▽

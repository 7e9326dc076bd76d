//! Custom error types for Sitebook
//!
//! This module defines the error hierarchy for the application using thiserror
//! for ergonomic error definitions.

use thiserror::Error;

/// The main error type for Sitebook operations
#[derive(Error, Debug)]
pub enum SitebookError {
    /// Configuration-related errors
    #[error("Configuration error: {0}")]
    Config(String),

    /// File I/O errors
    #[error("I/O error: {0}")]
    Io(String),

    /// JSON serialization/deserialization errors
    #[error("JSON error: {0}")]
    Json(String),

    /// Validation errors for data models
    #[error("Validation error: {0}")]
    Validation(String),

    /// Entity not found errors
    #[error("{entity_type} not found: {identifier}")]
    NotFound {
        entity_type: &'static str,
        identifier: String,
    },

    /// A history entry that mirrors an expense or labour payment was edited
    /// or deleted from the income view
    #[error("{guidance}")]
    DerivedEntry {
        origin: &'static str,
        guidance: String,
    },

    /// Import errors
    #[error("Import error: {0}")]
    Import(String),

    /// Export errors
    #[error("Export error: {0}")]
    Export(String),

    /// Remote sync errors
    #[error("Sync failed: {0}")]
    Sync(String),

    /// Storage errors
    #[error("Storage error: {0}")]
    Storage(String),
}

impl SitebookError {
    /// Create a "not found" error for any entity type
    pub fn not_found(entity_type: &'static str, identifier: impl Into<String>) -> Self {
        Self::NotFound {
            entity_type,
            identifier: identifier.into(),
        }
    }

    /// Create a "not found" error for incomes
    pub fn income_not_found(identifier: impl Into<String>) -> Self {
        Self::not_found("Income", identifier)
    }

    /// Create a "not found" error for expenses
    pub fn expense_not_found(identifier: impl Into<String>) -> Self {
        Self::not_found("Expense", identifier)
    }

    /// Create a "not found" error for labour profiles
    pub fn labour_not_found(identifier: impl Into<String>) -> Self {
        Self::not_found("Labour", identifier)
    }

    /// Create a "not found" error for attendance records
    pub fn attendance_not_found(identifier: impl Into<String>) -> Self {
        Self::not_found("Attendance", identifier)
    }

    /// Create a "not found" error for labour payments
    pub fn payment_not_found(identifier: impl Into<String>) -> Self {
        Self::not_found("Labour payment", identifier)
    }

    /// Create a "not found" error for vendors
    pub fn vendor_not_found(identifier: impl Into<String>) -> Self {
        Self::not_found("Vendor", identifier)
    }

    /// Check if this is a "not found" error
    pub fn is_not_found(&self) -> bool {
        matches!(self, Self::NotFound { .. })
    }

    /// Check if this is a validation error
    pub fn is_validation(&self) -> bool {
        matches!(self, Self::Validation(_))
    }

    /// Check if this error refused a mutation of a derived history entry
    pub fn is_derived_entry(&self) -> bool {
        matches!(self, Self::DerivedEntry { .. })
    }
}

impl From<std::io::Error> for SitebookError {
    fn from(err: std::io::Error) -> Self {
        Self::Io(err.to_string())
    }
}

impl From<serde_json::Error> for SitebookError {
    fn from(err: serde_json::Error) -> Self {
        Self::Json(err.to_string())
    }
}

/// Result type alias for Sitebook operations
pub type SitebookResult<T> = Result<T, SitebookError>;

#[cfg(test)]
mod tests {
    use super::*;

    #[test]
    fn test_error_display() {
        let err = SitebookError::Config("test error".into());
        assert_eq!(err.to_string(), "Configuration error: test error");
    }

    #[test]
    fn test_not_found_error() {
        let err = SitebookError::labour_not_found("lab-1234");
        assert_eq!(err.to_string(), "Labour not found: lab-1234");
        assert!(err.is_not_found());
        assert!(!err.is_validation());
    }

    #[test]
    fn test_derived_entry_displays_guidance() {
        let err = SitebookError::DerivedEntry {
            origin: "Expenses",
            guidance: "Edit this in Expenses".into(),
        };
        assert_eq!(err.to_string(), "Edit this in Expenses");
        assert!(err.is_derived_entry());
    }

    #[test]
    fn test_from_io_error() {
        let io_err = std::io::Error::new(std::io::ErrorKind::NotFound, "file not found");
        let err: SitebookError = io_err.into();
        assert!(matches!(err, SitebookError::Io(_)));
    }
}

△

*Work to be completed*. Keep every word the same. Retype all the material.

*Response area*.
repository 7e9326dc076bd76d
//! Custom error types for Sitebook
//!
//! This module defines the error hierarchy for the application using thiserror
//! for ergonomic error definitions.

use thiserror::Error;

/// The main error type for Sitebook operations
#[derive(Error, Debug)]
pub enum SitebookError {
    /// Configuration-related errors
    #[error("Configuration error: {0}")]
    Config(String),

    /// File I/O errors
    #[error("I/O error: {0}")]
    Io(String),

    /// JSON serialization/deserialization errors
    #[error("JSON error: {0}")]
    Json(String),

    /// Validation errors for data models
    #[error("Validation error: {0}")]
    Validation(String),

    /// Entity not found errors
    #[error("{entity_type} not found: {identifier}")]
    NotFound {
        entity_type: &'static str,
        identifier: String,
    },

    /// A history entry that mirrors an expense or labour payment was edited
    /// or deleted from the income view
    #[error("{guidance}")]
    DerivedEntry {
        origin: &'static str,
        guidance: String,
    },

    /// Import errors
    #[error("Import error: {0}")]
    Import(String),

    /// Export errors
    #[error("Export error: {0}")]
    Export(String),

    /// Remote sync errors
    #[error("Sync failed: {0}")]
    Sync(String),

    /// Storage errors
    #[error("Storage error: {0}")]
    Storage(String),
}

impl SitebookError {
    /// Create a "not found" error for any entity type
    pub fn not_found(entity_type: &'static str, identifier: impl Into<String>) -> Self {
        Self::NotFound {
            entity_type,
            identifier: identifier.into(),
        }
    }

    /// Create a "not found" error for incomes
    pub fn income_not_found(identifier: impl Into<String>) -> Self {
        Self::not_found("Income", identifier)
    }

    /// Create a "not found" error for expenses
    pub fn expense_not_found(identifier: impl Into<String>) -> Self {
        Self::not_found("Expense", identifier)
    }

    /// Create a "not found" error for labour profiles
    pub fn labour_not_found(identifier: impl Into<String>) -> Self {
        Self::not_found("Labour", identifier)
    }

    /// Create a "not found" error for attendance records
    pub fn attendance_not_found(identifier: impl Into<String>) -> Self {
        Self::not_found("Attendance", identifier)
    }

    /// Create a "not found" error for labour payments
    pub fn payment_not_found(identifier: impl Into<String>) -> Self {
        Self::not_found("Labour payment", identifier)
    }

    /// Create a "not found" error for vendors
    pub fn vendor_not_found(identifier: impl Into<String>) -> Self {
        Self::not_found("Vendor", identifier)
    }

    /// Check if this is a "not found" error
    pub fn is_not_found(&self) -> bool {
        matches!(self, Self::NotFound { .. })
    }

    /// Check if this is a validation error
    pub fn is_validation(&self) -> bool {
        matches!(self, Self::Validation(_))
    }

    /// Check if this error refused a mutation of a derived history entry
    pub fn is_derived_entry(&self) -> bool {
        matches!(self, Self::DerivedEntry { .. })
    }
}

impl From<std::io::Error> for SitebookError {
    fn from(err: std::io::Error) -> Self {
        Self::Io(err.to_string())
    }
}

impl From<serde_json::Error> for SitebookError {
    fn from(err: serde_json::Error) -> Self {
        Self::Json(err.to_string())
    }
}

/// Result type alias for Sitebook operations
pub type SitebookResult<T> = Result<T, SitebookError>;

#[cfg(test)]
mod tests {
    use super::*;

    #[test]
    fn test_error_display() {
        let err = SitebookError::Config("test error".into());
        assert_eq!(err.to_string(), "Configuration error: test error");
    }

    #[test]
    fn test_not_found_error() {
        let err = SitebookError::labour_not_found("lab-1234");
        assert_eq!(err.to_string(), "Labour not found: lab-1234");
        assert!(err.is_not_found());
        assert!(!err.is_validation());
    }

    #[test]
    fn test_derived_entry_displays_guidance() {
        let err = SitebookError::DerivedEntry {
            origin: "Expenses",
            guidance: "Edit this in Expenses".into(),
        };
        assert_eq!(err.to_string(), "Edit this in Expenses");
        assert!(err.is_derived_entry());
    }

    #[test]
    fn test_from_io_error() {
        let io_err = std::io::Error::new(std::io::ErrorKind::NotFound, "file not found");
        let err: SitebookError = io_err.into();
        assert!(matches!(err, SitebookError::Io(_)));
    }
}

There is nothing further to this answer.